Larger polypeptides or more than one polypeptide occurring together are referred to as proteins. Proteins are polymers of amino acids that often bind to small molecules (e.g. ligands, coenzymes), to other proteins or other macromolecules (DNA, RNA, etc.). That is why the building blocks of proteins are called amino acids. Proteins have a vital role in biology and function as building blocks in muscles, bones, hair, nails and form enzymes, antibodies, muscles, connective tissue and much more. Peptides are shorter chains of amino acids (two or more), which distinguishes them from polypeptides, which are much longer.

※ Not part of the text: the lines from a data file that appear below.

//! Glue code tying the data stores, view-model, and terminal UI together.

use std::sync::Arc;

use anyhow::Result;
use crossterm::event::{self as term_event, Event as TermEvent, KeyEventKind};
use tokio::{
    sync::mpsc,
    time::{self, Duration},
};

use wyrmdex_data::{ArmorIndex, QuestKind, Session};
use wyrmdex_ui_core::{SetBuilderModel, SlotUpdate, spawn_value};

use crate::config::TuiConfig;
use crate::content;
use crate::input::{self, KeyAction};
use crate::prefs::{PrefStore, Prefs, Tab};
use crate::presentation::theme::WyrmdexTheme;
use crate::presentation::ui::{self, FrameContext};
use crate::presentation::terminal::{self, Tui};
use crate::screens::builder::BuilderScreen;
use crate::screens::navigation;
use crate::screens::outcome::{ReplyPayload, RequestKind, ScreenReply, ScreenRequest};
use crate::state::{AppMode, ChildScreen, PickEntry};

pub struct App {
    config: TuiConfig,
    theme: WyrmdexTheme,
    catalog: Arc<ArmorIndex>,
    store: wyrmdex_data::QuestStore,
    builder: BuilderScreen,
    rx_update: mpsc::UnboundedReceiver<SlotUpdate>,
    mode: AppMode,
    quest_entries: Vec<(i64, String, QuestKind)>,
    talisman_presets: Vec<wyrmdex_data::Talisman>,
    show_hints: bool,
    pref_store: PrefStore,
}

impl App {
    pub fn new(config: TuiConfig, prefs: &Prefs, pref_store: PrefStore) -> Result<Self> {
        let catalog = Arc::new(content::armor_index());
        let (model, rx_update) = SetBuilderModel::new(Session::default(), catalog.clone());

        let mut app = Self {
            config,
            theme: WyrmdexTheme::new(),
            catalog,
            store: content::quest_store(),
            builder: BuilderScreen::new(model),
            rx_update,
            mode: AppMode::Builder,
            quest_entries: Vec::new(),
            talisman_presets: content::talisman_presets(),
            show_hints: prefs.show_builder_hints,
            pref_store,
        };
        if prefs.last_tab == Tab::Quests {
            app.open_quest_list()?;
        }
        Ok(app)
    }

    pub async fn run(mut self) -> Result<()> {
        tracing::info!("wyrmdex starting");

        let mut terminal = terminal::init()?;
        let _guard = terminal::TerminalGuard;

        self.render(&mut terminal)?;

        loop {
            tokio::select! {
                update = self.rx_update.recv() => {
                    match update {
                        Some(update) => {
                            self.builder.on_update(update);
                            self.render(&mut terminal)?;
                        }
                        None => break,
                    }
                }
                _ = time::sleep(Duration::from_millis(self.config.tick_ms)) => {
                    if self.handle_input_tick(&mut terminal)? {
                        break;
                    }
                }
            }
        }

        terminal::restore()?;
        let tab = self.current_tab();
        self.pref_store.edit(|prefs| prefs.last_tab = tab)?;
        tracing::info!("wyrmdex exiting");
        Ok(())
    }

    /// The tab to restore on the next launch; modal overlays fold into
    /// their parent tab.
    fn current_tab(&self) -> Tab {
        match self.mode {
            AppMode::Builder | AppMode::Child(_) => Tab::Builder,
            AppMode::QuestList { .. } | AppMode::QuestDetail { .. } => Tab::Quests,
        }
    }

    /// Poll for keyboard input and dispatch one action.
    fn handle_input_tick(&mut self, terminal: &mut Tui) -> Result<bool> {
        if !term_event::poll(Duration::from_millis(0))? {
            // Quest details load off-thread; pick up the published value.
            let mut refresh = false;
            if let AppMode::QuestDetail { rx } = &mut self.mode
                && rx.has_changed().unwrap_or(false)
            {
                let _ = rx.borrow_and_update();
                refresh = true;
            }
            if refresh {
                self.render(terminal)?;
            }
            return Ok(false);
        }

        match term_event::read()? {
            TermEvent::Key(key) if key.kind == KeyEventKind::Press => {
                let action = input::handle_key(key, &self.mode);
                let quit = self.apply_action(action)?;
                self.render(terminal)?;
                Ok(quit)
            }
            TermEvent::Resize(_, _) => {
                self.render(terminal)?;
                Ok(false)
            }
            _ => Ok(false),
        }
    }

    fn apply_action(&mut self, action: KeyAction) -> Result<bool> {
        match action {
            KeyAction::Quit => return Ok(true),
            KeyAction::NextSlot => self.builder.select_next(),
            KeyAction::PrevSlot => self.builder.select_prev(),
            KeyAction::Confirm => self.confirm()?,
            KeyAction::Cancel => self.cancel()?,
            KeyAction::MenuUp => self.menu_move(true),
            KeyAction::MenuDown => self.menu_move(false),
            KeyAction::ToggleDecorations => self.builder.toggle_selected_decorations(),
            KeyAction::AddDecoration => {
                let slot_index = self.builder.selected();
                self.enter_child(ScreenRequest::DecorationChooser { slot_index });
            }
            KeyAction::RemoveDecoration => self.remove_last_decoration()?,
            KeyAction::RemoveSelected => {
                let reply = ScreenReply::completed(
                    RequestKind::RemovePiece,
                    ReplyPayload {
                        slot_index: Some(self.builder.selected() as i64),
                        ..ReplyPayload::default()
                    },
                );
                self.deliver(reply)?;
            }
            KeyAction::OpenArmorList => {
                let request = self.builder.on_add_piece_menu();
                self.enter_child(request);
            }
            KeyAction::OpenQuests => self.open_quest_list()?,
            KeyAction::ToggleHints => {
                let prefs = self
                    .pref_store
                    .edit(|prefs| prefs.show_builder_hints = !prefs.show_builder_hints)?;
                self.show_hints = prefs.show_builder_hints;
            }
            KeyAction::None => {}
        }
        Ok(false)
    }

    fn confirm(&mut self) -> Result<()> {
        match &mut self.mode {
            AppMode::Builder => {
                if let Some(request) = self.builder.change_selected() {
                    self.enter_child(request);
                }
            }
            AppMode::QuestList { selected } => {
                if let Some((id, _, _)) = self.quest_entries.get(*selected) {
                    let id = *id;
                    let store = self.store.clone();
                    let rx = spawn_value(move || store.quest_by_id(id));
                    self.mode = AppMode::QuestDetail { rx };
                }
            }
            AppMode::Child(_) => self.finish_child(true)?,
            AppMode::QuestDetail { .. } => {}
        }
        Ok(())
    }

    fn cancel(&mut self) -> Result<()> {
        match &self.mode {
            AppMode::Child(_) => self.finish_child(false)?,
            AppMode::QuestDetail { .. } => self.open_quest_list()?,
            AppMode::QuestList { .. } => self.mode = AppMode::Builder,
            AppMode::Builder => {}
        }
        Ok(())
    }

    fn menu_move(&mut self, up: bool) {
        match &mut self.mode {
            AppMode::Child(child) => {
                if up {
                    child.move_up();
                } else {
                    child.move_down();
                }
            }
            AppMode::QuestList { selected } => {
                if up {
                    *selected = selected.saturating_sub(1);
                } else if *selected + 1 < self.quest_entries.len() {
                    *selected += 1;
                }
            }
            _ => {}
        }
    }

    /// Enters the modal child screen described by a builder intent.
    fn enter_child(&mut self, request: ScreenRequest) {
        let child = match request {
            ScreenRequest::WeaponSlotChooser { current } => {
                ChildScreen::WeaponSlotChooser { selected: current }
            }
            ScreenRequest::ArmorChooser { slot, rank, hunter } => ChildScreen::ArmorChooser {
                slot,
                entries: self
                    .catalog
                    .pieces_for(slot, rank, hunter)
                    .into_iter()
                    .map(|piece| PickEntry {
                        id: piece.id,
                        name: piece.name.clone(),
                    })
                    .collect(),
                selected: 0,
            },
            ScreenRequest::ArmorPicker { .. } => ChildScreen::ArmorPicker {
                entries: self
                    .catalog
                    .all_pieces()
                    .into_iter()
                    .map(|piece| PickEntry {
                        id: piece.id,
                        name: piece.name.clone(),
                    })
                    .collect(),
                selected: 0,
            },
            ScreenRequest::TalismanEditor => ChildScreen::TalismanEditor {
                presets: self.talisman_presets.clone(),
                selected: 0,
            },
            ScreenRequest::DecorationChooser { slot_index } => ChildScreen::DecorationChooser {
                slot_index,
                entries: self
                    .catalog
                    .all_decorations()
                    .into_iter()
                    .map(|decoration| PickEntry {
                        id: decoration.id,
                        name: decoration.name.clone(),
                    })
                    .collect(),
                selected: 0,
            },
        };
        self.mode = AppMode::Child(child);
    }

    /// Completes or cancels the active child screen and routes its reply.
    fn finish_child(&mut self, confirmed: bool) -> Result<()> {
        let AppMode::Child(child) = std::mem::replace(&mut self.mode, AppMode::Builder) else {
            return Ok(());
        };
        let reply = if confirmed {
            child.confirm()
        } else {
            child.cancel()
        };
        self.deliver(reply)
    }

    fn deliver(&mut self, reply: ScreenReply) -> Result<()> {
        // No nested sub-screen waits in this shell; the builder owns all
        // results.
        navigation::deliver(reply, None, Some(&mut self.builder))?;
        Ok(())
    }

    fn remove_last_decoration(&mut self) -> Result<()> {
        let slot_index = self.builder.selected();
        let socket_index = wyrmdex_data::EquipSlot::from_index(slot_index)
            .and_then(|slot| self.builder.model().session().piece(slot))
            .and_then(|piece| piece.decorations.len().checked_sub(1))
            .map(|socket| socket as i64);

        let reply = ScreenReply::completed(
            RequestKind::RemoveDecoration,
            ReplyPayload {
                slot_index: Some(slot_index as i64),
                socket_index,
                ..ReplyPayload::default()
            },
        );
        self.deliver(reply)
    }

    fn open_quest_list(&mut self) -> Result<()> {
        use wyrmdex_data::CursorExt;
        self.quest_entries = self
            .store
            .all_quests()
            .map_rows(|quest| Ok((quest.id, quest.display_name().to_string(), quest.kind)))?;
        self.mode = AppMode::QuestList { selected: 0 };
        Ok(())
    }

    fn render(&mut self, terminal: &mut Tui) -> Result<()> {
        let ctx = FrameContext {
            builder: &self.builder,
            mode: &self.mode,
            quest_entries: &self.quest_entries,
            show_hints: self.show_hints,
        };
        terminal.draw(|frame| ui::draw(frame, &ctx, &self.theme))?;
        Ok(())
    }
}

#[cfg(test)]
mod tests {
    use super::*;

    fn store(dir: &tempfile::TempDir) -> PrefStore {
        PrefStore::at(dir.path().join("prefs.ron"))
    }

    #[test]
    fn startup_restores_the_quests_tab() {
        let dir = tempfile::tempdir().unwrap();
        let prefs = Prefs {
            last_tab: Tab::Quests,
            ..Prefs::default()
        };

        let app = App::new(TuiConfig::default(), &prefs, store(&dir)).unwrap();

        assert!(matches!(app.mode, AppMode::QuestList { .. }));
        assert!(!app.quest_entries.is_empty());
    }

    #[test]
    fn startup_defaults_to_the_builder_tab() {
        let dir = tempfile::tempdir().unwrap();
        let app = App::new(TuiConfig::default(), &Prefs::default(), store(&dir)).unwrap();
        assert!(matches!(app.mode, AppMode::Builder));
        assert_eq!(app.current_tab(), Tab::Builder);
    }

    #[test]
    fn hint_toggle_commits_through_the_store() {
        let dir = tempfile::tempdir().unwrap();
        let mut app = App::new(TuiConfig::default(), &Prefs::default(), store(&dir)).unwrap();
        assert!(app.show_hints);

        app.apply_action(KeyAction::ToggleHints).unwrap();
        assert!(!app.show_hints);
        assert!(!app.pref_store.load().show_builder_hints);

        app.apply_action(KeyAction::ToggleHints).unwrap();
        assert!(app.show_hints);
        assert!(app.pref_store.load().show_builder_hints);
    }
}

A polymer produced by a living organism is called a biopolymer. There are four major classes of biopolymers: (1) polysaccharides, (2) polypeptides, (3) polynucleotides, and (4) fatty acids. What polymers consist of amino acids? A polypeptide is an unbranched chain of amino acids linked by peptide bonds. The peptide bond joins the carboxyl group of one amino acid to the amine group of the next amino acid to form an amide. What are peptides? Short polypeptides can be named based on the number of monomeric amino acids that comprise them. For example, a dipeptide is a peptide consisting of two amino acid subunits, a tripeptide is a peptide consisting of three amino acid subunits, and a tetrapeptide is a peptide consisting of four amino acid subunits.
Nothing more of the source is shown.